New funding for US Wean-to-Harvest Biosecurity Programme

Wean-to-Harvest Biosecurity Programme
Photo: Canva

Several US pork organisations announced a new round of funding for research projects related to their Wean-to-Harvest Biosecurity Programme.

New research projects will further support the investigation of cost-effective and innovative technologies and protocols within the wean-to-finish phases of pork production. The Swine Health Information Center (SHIC), with the Foundation for Food & Agriculture Research and Pork Checkoff launched the 2-year programme in the fall of 2022. This was partly a result of the SHIC Board of Directors reallocating budget funds last year, as well as significantly changing its “Plan of Work” priorities.

The first round of projects launched in March 2023 and the second started this summer. A pool of approximately US$ 2.3 million is available for the programme, with about $ 1 million already awarded to the fist round of projects. Possible topics include alternatives to traditional truck washing, including cleaning and disinfection of trailers without water or without heating after initial water cleaning. Artificial intelligence or other novel technologies are also being investigated for the purposes of monitoring and evaluating biosecurity compliance.
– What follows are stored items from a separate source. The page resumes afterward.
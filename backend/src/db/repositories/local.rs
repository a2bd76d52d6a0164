//! In-memory repository: the process-lifetime KPI store and account list.
//!
//! Nothing is persisted; every process (and every test) that builds a
//! `LocalRepository` starts from the compiled-in seed records.

use async_trait::async_trait;
use parking_lot::RwLock;
use std::collections::HashMap;
use std::sync::Arc;

use crate::db::repository::{
    ErrorContext, KpiRepository, Merged, RepositoryError, RepositoryResult, UserRepository,
};
use crate::models::fields::merge_update;
use crate::models::{
    seed, AdminMetric, AdminRecord, AdminUpdate, EhsMetric, EhsRecord, EhsUpdate, User,
    UserAccount, UserId,
};

/// In-memory repository.
///
/// Cloning is cheap and yields a handle onto the same data. A merge holds
/// the write lock for the whole update, so readers never observe half of
/// one.
///
/// # Example
/// ```
/// use ehs_dashboard::db::repositories::LocalRepository;
/// use ehs_dashboard::db::repository::KpiRepository;
///
/// # tokio_test_block(async {
/// let repo = LocalRepository::new();
/// let admin = repo.read_admin().await.unwrap();
/// assert_eq!(admin.working_hours.total_site.jan, 54650.0);
/// # });
/// # fn tokio_test_block<F: std::future::Future>(f: F) -> F::Output {
/// #     tokio::runtime::Runtime::new().unwrap().block_on(f)
/// # }
/// ```
#[derive(Clone)]
pub struct LocalRepository {
    data: Arc<RwLock<LocalData>>,
}

struct LocalData {
    admin: AdminRecord,
    ehs: EhsRecord,

    /// Keyed by normalised email
    users: HashMap<String, UserAccount>,

    // Health, toggled by tests to exercise failure paths
    is_healthy: bool,
}

impl LocalData {
    fn seeded() -> Self {
        Self {
            admin: seed::initial_admin_record(),
            ehs: seed::initial_ehs_record(),
            users: HashMap::new(),
            is_healthy: true,
        }
    }
}

fn email_key(email: &str) -> String {
    email.trim().to_ascii_lowercase()
}

impl LocalRepository {
    /// Create a repository holding the seed records and no users.
    pub fn new() -> Self {
        Self {
            data: Arc::new(RwLock::new(LocalData::seeded())),
        }
    }

    /// Create a repository holding the given records instead of the seed.
    pub fn with_records(admin: AdminRecord, ehs: EhsRecord) -> Self {
        let repo = Self::new();
        {
            let mut data = repo.data.write();
            data.admin = admin;
            data.ehs = ehs;
        }
        repo
    }

    /// Set the health status for testing failure paths.
    pub fn set_healthy(&self, healthy: bool) {
        self.data.write().is_healthy = healthy;
    }

    fn check_health(&self, operation: &str) -> RepositoryResult<()> {
        if !self.data.read().is_healthy {
            return Err(RepositoryError::internal_with_context(
                "Store is not healthy",
                ErrorContext::new(operation),
            ));
        }
        Ok(())
    }
}

impl Default for LocalRepository {
    fn default() -> Self {
        Self::new()
    }
}

#[async_trait]
impl KpiRepository for LocalRepository {
    async fn read_admin(&self) -> RepositoryResult<AdminRecord> {
        self.check_health("read_admin")?;
        Ok(self.data.read().admin.clone())
    }

    async fn read_ehs(&self) -> RepositoryResult<EhsRecord> {
        self.check_health("read_ehs")?;
        Ok(self.data.read().ehs.clone())
    }

    async fn merge_admin(&self, update: &AdminUpdate) -> RepositoryResult<Merged<AdminRecord>> {
        self.check_health("merge_admin")?;
        let mut data = self.data.write();
        let report = merge_update::<AdminMetric>(&mut data.admin, update);
        log::info!(
            "Merged admin update: {} field(s), {} month value(s) changed",
            report.fields_updated,
            report.months_changed
        );
        Ok(Merged {
            record: data.admin.clone(),
            report,
        })
    }

    async fn merge_ehs(&self, update: &EhsUpdate) -> RepositoryResult<Merged<EhsRecord>> {
        self.check_health("merge_ehs")?;
        let mut data = self.data.write();
        let report = merge_update::<EhsMetric>(&mut data.ehs, update);
        log::info!(
            "Merged EHS update: {} field(s), {} month value(s) changed",
            report.fields_updated,
            report.months_changed
        );
        Ok(Merged {
            record: data.ehs.clone(),
            report,
        })
    }

    async fn reset(&self) -> RepositoryResult<()> {
        let mut data = self.data.write();
        data.admin = seed::initial_admin_record();
        data.ehs = seed::initial_ehs_record();
        log::info!("KPI store reset to seed values");
        Ok(())
    }

    async fn health_check(&self) -> RepositoryResult<bool> {
        Ok(self.data.read().is_healthy)
    }
}

#[async_trait]
impl UserRepository for LocalRepository {
    async fn create_user(&self, account: UserAccount) -> RepositoryResult<User> {
        self.check_health("create_user")?;
        let key = email_key(&account.user.email);
        if key.is_empty() {
            return Err(RepositoryError::validation_with_context(
                "Email is required",
                ErrorContext::new("create_user").with_entity("user"),
            ));
        }

        let mut data = self.data.write();
        if data.users.contains_key(&key) {
            return Err(RepositoryError::conflict_with_context(
                "User already exists",
                ErrorContext::new("create_user")
                    .with_entity("user")
                    .with_entity_id(&key),
            ));
        }
        let user = account.user.clone();
        data.users.insert(key, account);
        log::info!("Created user {} with role {}", user.id, user.role);
        Ok(user)
    }

    async fn find_by_email(&self, email: &str) -> RepositoryResult<Option<UserAccount>> {
        self.check_health("find_by_email")?;
        Ok(self.data.read().users.get(&email_key(email)).cloned())
    }

    async fn find_by_id(&self, id: UserId) -> RepositoryResult<Option<User>> {
        self.check_health("find_by_id")?;
        Ok(self
            .data
            .read()
            .users
            .values()
            .find(|account| account.user.id == id)
            .map(|account| account.user.clone()))
    }

    async fn count_users(&self) -> RepositoryResult<usize> {
        Ok(self.data.read().users.len())
    }
}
Mortality management and industry barriers to biosecurity adoption/compliance are also a focus.

Programme initiation

SHIC has noted for many years that wean-to-harvest biosecurity is an important issue. Back in 2013, when Porcine Epidemic Diarrhoea (PED) outbreaks occurred in the US, SHIC concluded that the US pork industry was not prepared to contain the disease. Over time, focusing on wean-to-harvest biosecurity emerged as a good course to help prevent or prepare for the next emerging disease or the introduction of a foreign animal disease like ASF.

SHIC-funded disease monitoring reports show breeding herd outbreaks of PED and PRRS tend to follow outbreaks in wean-to-harvest sites. In addition, the SHIC Rapid Response Team’s investigations of an Actinobacillus pleuropneumoniae (App) outbreak in the Midwest exposed deficiencies of wean-to-harvest biosecurity in the area that contributed to the disease spread.

Also, a recently published paper from a SHIC-funded project details how pigs negative for PRRS and PED placed on wean-to-finish sites become infected after placement.

Sharing results, with patience in mind

SHIC notes that the work to improve wean-to-finish biosecurity “will not be simple and could take some time to complete making it urgent to start as soon as possible.” Due to anticipated seasonal effects and differences in costs and abilities to implement biosecurity, some projects will probably take at least a year to complete. However, SHIC says “significant preliminary results will be shared immediately.”